### WHAT IS NEEDED
Send back every record exactly.

### THE DATA
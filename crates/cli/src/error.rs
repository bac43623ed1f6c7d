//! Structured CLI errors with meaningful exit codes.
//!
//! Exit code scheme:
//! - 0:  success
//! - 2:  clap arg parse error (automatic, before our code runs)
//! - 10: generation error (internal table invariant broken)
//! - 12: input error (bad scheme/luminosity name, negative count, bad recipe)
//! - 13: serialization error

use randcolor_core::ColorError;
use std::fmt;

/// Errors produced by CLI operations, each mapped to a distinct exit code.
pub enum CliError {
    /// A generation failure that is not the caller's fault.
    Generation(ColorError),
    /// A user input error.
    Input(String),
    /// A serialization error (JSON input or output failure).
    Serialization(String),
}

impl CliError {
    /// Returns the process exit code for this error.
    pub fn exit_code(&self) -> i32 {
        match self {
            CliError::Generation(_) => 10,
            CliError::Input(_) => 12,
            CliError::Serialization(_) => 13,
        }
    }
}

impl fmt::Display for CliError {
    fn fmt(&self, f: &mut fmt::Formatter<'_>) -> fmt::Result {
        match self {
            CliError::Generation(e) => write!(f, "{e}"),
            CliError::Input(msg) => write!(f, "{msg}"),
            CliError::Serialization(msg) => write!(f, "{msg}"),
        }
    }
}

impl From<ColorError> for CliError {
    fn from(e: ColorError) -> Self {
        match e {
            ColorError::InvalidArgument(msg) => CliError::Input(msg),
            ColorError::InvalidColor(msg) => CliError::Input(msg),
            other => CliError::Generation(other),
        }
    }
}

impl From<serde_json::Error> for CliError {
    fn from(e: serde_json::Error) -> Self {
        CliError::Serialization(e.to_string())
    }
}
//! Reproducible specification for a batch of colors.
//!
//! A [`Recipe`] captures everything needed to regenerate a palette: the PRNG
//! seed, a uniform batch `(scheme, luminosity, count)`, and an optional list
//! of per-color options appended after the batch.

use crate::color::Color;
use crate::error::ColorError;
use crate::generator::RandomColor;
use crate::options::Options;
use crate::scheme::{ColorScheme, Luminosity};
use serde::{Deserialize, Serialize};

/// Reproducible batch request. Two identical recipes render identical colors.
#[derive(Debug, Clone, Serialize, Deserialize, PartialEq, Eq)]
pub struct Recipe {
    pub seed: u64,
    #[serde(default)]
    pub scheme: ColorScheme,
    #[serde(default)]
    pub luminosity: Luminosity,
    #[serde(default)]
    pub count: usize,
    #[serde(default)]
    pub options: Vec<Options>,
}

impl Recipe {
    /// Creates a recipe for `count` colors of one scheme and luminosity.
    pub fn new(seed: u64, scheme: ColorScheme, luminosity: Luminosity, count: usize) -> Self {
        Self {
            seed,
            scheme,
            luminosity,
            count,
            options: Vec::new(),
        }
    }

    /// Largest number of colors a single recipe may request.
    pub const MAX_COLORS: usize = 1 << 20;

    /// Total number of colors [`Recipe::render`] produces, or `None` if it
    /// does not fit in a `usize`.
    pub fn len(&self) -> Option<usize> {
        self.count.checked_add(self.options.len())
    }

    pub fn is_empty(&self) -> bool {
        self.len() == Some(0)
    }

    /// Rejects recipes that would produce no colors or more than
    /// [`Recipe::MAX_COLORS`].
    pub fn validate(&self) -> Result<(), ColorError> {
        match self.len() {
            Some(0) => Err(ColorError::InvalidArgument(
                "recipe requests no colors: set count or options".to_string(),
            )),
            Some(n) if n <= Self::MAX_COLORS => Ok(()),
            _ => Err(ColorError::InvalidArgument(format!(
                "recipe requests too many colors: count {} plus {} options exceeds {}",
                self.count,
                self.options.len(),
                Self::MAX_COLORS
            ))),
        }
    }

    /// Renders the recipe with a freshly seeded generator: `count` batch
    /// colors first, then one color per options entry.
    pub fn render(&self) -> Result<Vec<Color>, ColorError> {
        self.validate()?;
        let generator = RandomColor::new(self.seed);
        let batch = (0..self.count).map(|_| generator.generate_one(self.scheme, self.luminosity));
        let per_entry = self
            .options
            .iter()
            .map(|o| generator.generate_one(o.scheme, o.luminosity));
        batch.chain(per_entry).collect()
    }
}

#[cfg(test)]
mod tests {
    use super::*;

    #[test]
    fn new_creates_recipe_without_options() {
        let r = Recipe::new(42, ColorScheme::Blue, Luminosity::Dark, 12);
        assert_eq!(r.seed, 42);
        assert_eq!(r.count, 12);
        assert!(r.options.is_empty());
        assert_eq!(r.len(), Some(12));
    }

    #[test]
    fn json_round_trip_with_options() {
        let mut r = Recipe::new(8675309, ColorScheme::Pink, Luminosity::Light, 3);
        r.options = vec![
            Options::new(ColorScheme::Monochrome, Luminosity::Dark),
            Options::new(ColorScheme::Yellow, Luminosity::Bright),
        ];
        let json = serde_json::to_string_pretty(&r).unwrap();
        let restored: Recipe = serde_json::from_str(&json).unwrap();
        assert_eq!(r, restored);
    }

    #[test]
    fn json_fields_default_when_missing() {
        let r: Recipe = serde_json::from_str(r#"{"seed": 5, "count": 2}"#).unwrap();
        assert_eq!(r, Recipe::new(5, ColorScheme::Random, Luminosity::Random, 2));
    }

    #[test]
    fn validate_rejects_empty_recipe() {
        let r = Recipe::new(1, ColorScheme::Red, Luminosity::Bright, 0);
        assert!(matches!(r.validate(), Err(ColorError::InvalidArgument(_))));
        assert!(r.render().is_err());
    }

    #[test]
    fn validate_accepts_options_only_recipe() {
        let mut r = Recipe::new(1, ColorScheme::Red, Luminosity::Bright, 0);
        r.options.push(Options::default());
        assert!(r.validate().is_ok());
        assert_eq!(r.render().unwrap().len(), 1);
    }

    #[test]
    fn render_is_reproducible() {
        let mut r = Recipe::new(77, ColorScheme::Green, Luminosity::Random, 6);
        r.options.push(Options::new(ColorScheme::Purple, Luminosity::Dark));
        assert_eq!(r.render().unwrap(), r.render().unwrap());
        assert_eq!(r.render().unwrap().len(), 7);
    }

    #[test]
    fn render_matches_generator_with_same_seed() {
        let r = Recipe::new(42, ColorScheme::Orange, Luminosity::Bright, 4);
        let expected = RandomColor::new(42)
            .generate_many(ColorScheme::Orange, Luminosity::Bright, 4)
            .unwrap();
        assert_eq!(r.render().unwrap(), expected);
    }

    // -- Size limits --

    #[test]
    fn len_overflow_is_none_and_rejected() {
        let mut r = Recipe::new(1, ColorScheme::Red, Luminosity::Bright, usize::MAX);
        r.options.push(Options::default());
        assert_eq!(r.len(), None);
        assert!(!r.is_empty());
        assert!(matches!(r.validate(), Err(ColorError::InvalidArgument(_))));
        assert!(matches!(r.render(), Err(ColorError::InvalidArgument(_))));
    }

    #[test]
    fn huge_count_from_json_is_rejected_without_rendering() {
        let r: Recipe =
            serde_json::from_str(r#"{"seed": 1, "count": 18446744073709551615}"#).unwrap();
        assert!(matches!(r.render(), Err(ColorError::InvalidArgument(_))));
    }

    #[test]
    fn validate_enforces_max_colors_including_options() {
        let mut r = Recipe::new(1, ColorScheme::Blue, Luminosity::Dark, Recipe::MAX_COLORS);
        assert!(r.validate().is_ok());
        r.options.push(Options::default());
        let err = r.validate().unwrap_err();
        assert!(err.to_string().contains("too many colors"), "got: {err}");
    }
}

### EXERCISE RESPONSE
filename crates/cli/src/error.rs
repository bac43623ed1f6c7d
//! Structured CLI errors with meaningful exit codes.
//!
//! Exit code scheme:
//! - 0:  success
//! - 2:  clap arg parse error (automatic, before our code runs)
//! - 10: generation error (internal table invariant broken)
//! - 12: input error (bad scheme/luminosity name, negative count, bad recipe)
//! - 13: serialization error

use randcolor_core::ColorError;
use std::fmt;

/// Errors produced by CLI operations, each mapped to a distinct exit code.
pub enum CliError {
    /// A generation failure that is not the caller's fault.
    Generation(ColorError),
    /// A user input error.
    Input(String),
    /// A serialization error (JSON input or output failure).
    Serialization(String),
}

impl CliError {
    /// Returns the process exit code for this error.
    pub fn exit_code(&self) -> i32 {
        match self {
            CliError::Generation(_) => 10,
            CliError::Input(_) => 12,
            CliError::Serialization(_) => 13,
        }
    }
}

impl fmt::Display for CliError {
    fn fmt(&self, f: &mut fmt::Formatter<'_>) -> fmt::Result {
        match self {
            CliError::Generation(e) => write!(f, "{e}"),
            CliError::Input(msg) => write!(f, "{msg}"),
            CliError::Serialization(msg) => write!(f, "{msg}"),
        }
    }
}

impl From<ColorError> for CliError {
    fn from(e: ColorError) -> Self {
        match e {
            ColorError::InvalidArgument(msg) => CliError::Input(msg),
            ColorError::InvalidColor(msg) => CliError::Input(msg),
            other => CliError::Generation(other),
        }
    }
}

impl From<serde_json::Error> for CliError {
    fn from(e: serde_json::Error) -> Self {
        CliError::Serialization(e.to_string())
    }
}
//! Reproducible specification for a batch of colors.
//!
//! A [`Recipe`] captures everything needed to regenerate a palette: the PRNG
//! seed, a uniform batch `(scheme, luminosity, count)`, and an optional list
//! of per-color options appended after the batch.

use crate::color::Color;
use crate::error::ColorError;
use crate::generator::RandomColor;
use crate::options::Options;
use crate::scheme::{ColorScheme, Luminosity};
use serde::{Deserialize, Serialize};

/// Reproducible batch request. Two identical recipes render identical colors.
#[derive(Debug, Clone, Serialize, Deserialize, PartialEq, Eq)]
pub struct Recipe {
    pub seed: u64,
    #[serde(default)]
    pub scheme: ColorScheme,
    #[serde(default)]
    pub luminosity: Luminosity,
    #[serde(default)]
    pub count: usize,
    #[serde(default)]
    pub options: Vec<Options>,
}

impl Recipe {
    /// Creates a recipe for `count` colors of one scheme and luminosity.
    pub fn new(seed: u64, scheme: ColorScheme, luminosity: Luminosity, count: usize) -> Self {
        Self {
            seed,
            scheme,
            luminosity,
            count,
            options: Vec::new(),
        }
    }

    /// Largest number of colors a single recipe may request.
    pub const MAX_COLORS: usize = 1 << 20;

    /// Total number of colors [`Recipe::render`] produces, or `None` if it
    /// does not fit in a `usize`.
    pub fn len(&self) -> Option<usize> {
        self.count.checked_add(self.options.len())
    }

    pub fn is_empty(&self) -> bool {
        self.len() == Some(0)
    }

    /// Rejects recipes that would produce no colors or more than
    /// [`Recipe::MAX_COLORS`].
    pub fn validate(&self) -> Result<(), ColorError> {
        match self.len() {
            Some(0) => Err(ColorError::InvalidArgument(
                "recipe requests no colors: set count or options".to_string(),
            )),
            Some(n) if n <= Self::MAX_COLORS => Ok(()),
            _ => Err(ColorError::InvalidArgument(format!(
                "recipe requests too many colors: count {} plus {} options exceeds {}",
                self.count,
                self.options.len(),
                Self::MAX_COLORS
            ))),
        }
    }

    /// Renders the recipe with a freshly seeded generator: `count` batch
    /// colors first, then one color per options entry.
    pub fn render(&self) -> Result<Vec<Color>, ColorError> {
        self.validate()?;
        let generator = RandomColor::new(self.seed);
        let batch = (0..self.count).map(|_| generator.generate_one(self.scheme, self.luminosity));
        let per_entry = self
            .options
            .iter()
            .map(|o| generator.generate_one(o.scheme, o.luminosity));
        batch.chain(per_entry).collect()
    }
}

#[cfg(test)]
mod tests {
    use super::*;

    #[test]
    fn new_creates_recipe_without_options() {
        let r = Recipe::new(42, ColorScheme::Blue, Luminosity::Dark, 12);
        assert_eq!(r.seed, 42);
        assert_eq!(r.count, 12);
        assert!(r.options.is_empty());
        assert_eq!(r.len(), Some(12));
    }

    #[test]
    fn json_round_trip_with_options() {
        let mut r = Recipe::new(8675309, ColorScheme::Pink, Luminosity::Light, 3);
        r.options = vec![
            Options::new(ColorScheme::Monochrome, Luminosity::Dark),
            Options::new(ColorScheme::Yellow, Luminosity::Bright),
        ];
        let json = serde_json::to_string_pretty(&r).unwrap();
        let restored: Recipe = serde_json::from_str(&json).unwrap();
        assert_eq!(r, restored);
    }

    #[test]
    fn json_fields_default_when_missing() {
        let r: Recipe = serde_json::from_str(r#"{"seed": 5, "count": 2}"#).unwrap();
        assert_eq!(r, Recipe::new(5, ColorScheme::Random, Luminosity::Random, 2));
    }

    #[test]
    fn validate_rejects_empty_recipe() {
        let r = Recipe::new(1, ColorScheme::Red, Luminosity::Bright, 0);
        assert!(matches!(r.validate(), Err(ColorError::InvalidArgument(_))));
        assert!(r.render().is_err());
    }

    #[test]
    fn validate_accepts_options_only_recipe() {
        let mut r = Recipe::new(1, ColorScheme::Red, Luminosity::Bright, 0);
        r.options.push(Options::default());
        assert!(r.validate().is_ok());
        assert_eq!(r.render().unwrap().len(), 1);
    }

    #[test]
    fn render_is_reproducible() {
        let mut r = Recipe::new(77, ColorScheme::Green, Luminosity::Random, 6);
        r.options.push(Options::new(ColorScheme::Purple, Luminosity::Dark));
        assert_eq!(r.render().unwrap(), r.render().unwrap());
        assert_eq!(r.render().unwrap().len(), 7);
    }

    #[test]
    fn render_matches_generator_with_same_seed() {
        let r = Recipe::new(42, ColorScheme::Orange, Luminosity::Bright, 4);
        let expected = RandomColor::new(42)
            .generate_many(ColorScheme::Orange, Luminosity::Bright, 4)
            .unwrap();
        assert_eq!(r.render().unwrap(), expected);
    }

    // -- Size limits --

    #[test]
    fn len_overflow_is_none_and_rejected() {
        let mut r = Recipe::new(1, ColorScheme::Red, Luminosity::Bright, usize::MAX);
        r.options.push(Options::default());
        assert_eq!(r.len(), None);
        assert!(!r.is_empty());
        assert!(matches!(r.validate(), Err(ColorError::InvalidArgument(_))));
        assert!(matches!(r.render(), Err(ColorError::InvalidArgument(_))));
    }

    #[test]
    fn huge_count_from_json_is_rejected_without_rendering() {
        let r: Recipe =
            serde_json::from_str(r#"{"seed": 1, "count": 18446744073709551615}"#).unwrap();
        assert!(matches!(r.render(), Err(ColorError::InvalidArgument(_))));
    }

    #[test]
    fn validate_enforces_max_colors_including_options() {
        let mut r = Recipe::new(1, ColorScheme::Blue, Luminosity::Dark, Recipe::MAX_COLORS);
        assert!(r.validate().is_ok());
        r.options.push(Options::default());
        let err = r.validate().unwrap_err();
        assert!(err.to_string().contains("too many colors"), "got: {err}");
    }
}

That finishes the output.